By Anne Thompson | Thompson on Hollywood November 9, 2012 at 8:28PM
In his Paris years, Elliott visited the Cinémathèque Française nearly daily (and remarked the only person he saw there every time he went, even if the house was otherwise empty, was Jacques Rivette), and befriended many important intellectual figures of the time; he is mentioned in the memoirs of Edmund White, John Ashbery, Susan Sontag, Ned Rorem, and Richard Olney. He also became a film critic for the Financial Times and an opera critic for Opera (he wrote the libretto for his friend Ned Rorem’s first opera 'A Childhood Miracle'), worked with Kenneth Anger on 'Hollywood Babylon,' managed a literary review, taught English to Yves Montand, and acted in a few films, most notably Edouard Luntz’s 'Les coeurs verts.' Later, Elliott wrote and acted in Antony Balch’s 'Bizarre' and played a character named Ficletoes in Edgardo Cozarinsky’s 'The Sorcerer’s Apprentice,' opposite Zouzou, Marie-France Pisier, Dennis Hopper, Pierre Clémenti, Raoul Ruiz, and others. He also lived in 'Giovanni’s Room' (he was friends with James Baldwin) and his friendship and intellectual rapport with Susan Sontag was a source of her landmark essay 'Notes on Camp.'
Elliott then worked uncredited as a co-scriptwriter on several films made in France and England, moved to Brazil in the early 70s taking a job as FT’s South American culture reporter, and then went back to his hometown in the mid-70s. And during this time, he revised and edited the American edition of Léon Barsacq’s 'Caligari’s Cabinet and Other Grand Illusions,' the earliest history of art direction in the cinema.

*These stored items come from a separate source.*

impl TelemetryQuery for SqliteTelemetryStore {
    fn query_locations(&self, start_epoch: i64, end_epoch: i64) -> Result<Vec<Location>, StoreError> {
        self.locations_between(start_epoch, end_epoch).map_err(StoreError::from)
    }

    fn minute_buckets(&self) -> Result<Vec<MinuteBucket>, StoreError> {
        self.sampled_minutes().map_err(StoreError::from)
    }

    fn counts(&self) -> Result<StoreCounts, StoreError> {
        self.row_counts().map_err(StoreError::from)
    }
}

// ============================================================================
// SECTION: Writer
// ============================================================================

impl SqliteWriteGateway {
    /// Submits an insert command and waits for the batch commit.
    fn submit_insert(
        &self,
        submission: Submission,
        samples: Vec<CalibratedSample>,
    ) -> Result<(), SqliteStoreError> {
        let (response_tx, response_rx) = mpsc::channel();
        let command = SqliteWriterCommand {
            sequence: self.sequence.fetch_add(1, Ordering::Relaxed),
            enqueued_at: Instant::now(),
            submission,
            samples,
            response: response_tx,
        };
        self.submit(command)?;
        response_rx.recv().map_err(|_| {
            SqliteStoreError::Io("sqlite writer response channel closed".to_string())
        })?
    }

    /// Attempts enqueue into the bounded writer queue.
    fn submit(&self, command: SqliteWriterCommand) -> Result<(), SqliteStoreError> {
        self.sender.try_send(command).map_err(|err| enqueue_error(&err, self.retry_after_ms))
    }
}

/// In-flight batch command with response channel and deferred result slot.
struct BatchCommand {
    /// Queued command.
    command: SqliteWriterCommand,
    /// Deferred result produced inside the transaction.
    result: Option<Result<(), SqliteStoreError>>,
}

/// Spawns the dedicated writer thread.
fn spawn_sqlite_writer(
    config: SqliteStoreConfig,
    mut write_connection: Connection,
    receiver: mpsc::Receiver<SqliteWriterCommand>,
) -> Result<(), SqliteStoreError> {
    thread::Builder::new()
        .name("sensor-fleet-sqlite-writer".to_string())
        .spawn(move || {
            sqlite_writer_loop(&config, &mut write_connection, &receiver);
        })
        .map_err(|err| {
            SqliteStoreError::Io(format!("failed to spawn sqlite writer thread: {err}"))
        })?;
    Ok(())
}
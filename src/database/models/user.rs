use serde::{Deserialize, Serialize};
use sqlx::FromRow;
use uuid::Uuid;

/// Identity columns returned by signup/login statements. The stored password
/// digest is never selected into this type, so it cannot leak into a response.
#[derive(Debug, Clone, Serialize, Deserialize, FromRow)]
#[serde(rename_all = "camelCase")]
pub struct PublicUser {
    pub id: Uuid,
    pub login_id: String,
    pub email: String,
    pub full_name: String,
}
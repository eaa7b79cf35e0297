use serde::{Deserialize, Serialize};
use sqlx::FromRow;

/// Raw `information_schema.columns` row, ordered by `ordinal_position`.
#[derive(Debug, Clone, FromRow)]
pub struct ColumnRow {
    pub column_name: String,
    pub data_type: String,
    /// information_schema reports nullability as "YES"/"NO" text.
    pub is_nullable: String,
    pub column_default: Option<String>,
}

/// Wire shape for one described column, annotated with primary-key membership.
#[derive(Debug, Clone, PartialEq, Serialize, Deserialize)]
#[serde(rename_all = "camelCase")]
pub struct ColumnDescriptor {
    pub name: String,
    pub data_type: String,
    pub is_nullable: bool,
    pub column_default: Option<String>,
    pub is_primary_key: bool,
}

impl From<ColumnRow> for ColumnDescriptor {
    fn from(row: ColumnRow) -> Self {
        Self {
            name: row.column_name,
            data_type: row.data_type,
            is_nullable: row.is_nullable.eq_ignore_ascii_case("yes"),
            column_default: row.column_default,
            is_primary_key: false,
        }
    }
}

Since BAMcinématek’s inception in 1999, Elliott programmed, hosted, and presented over 120 'Cinemachats' at which he’d host a post-film talk peppered with his one-of-a-kind erudition. His first-ever chat was for John Brahm’s 'Hangover Square' in December 1999, and his last was just weeks ago on October 8 where he showed André De Toth’s 'Ramrod' with friend and fellow film historian Howard Mandelbaum.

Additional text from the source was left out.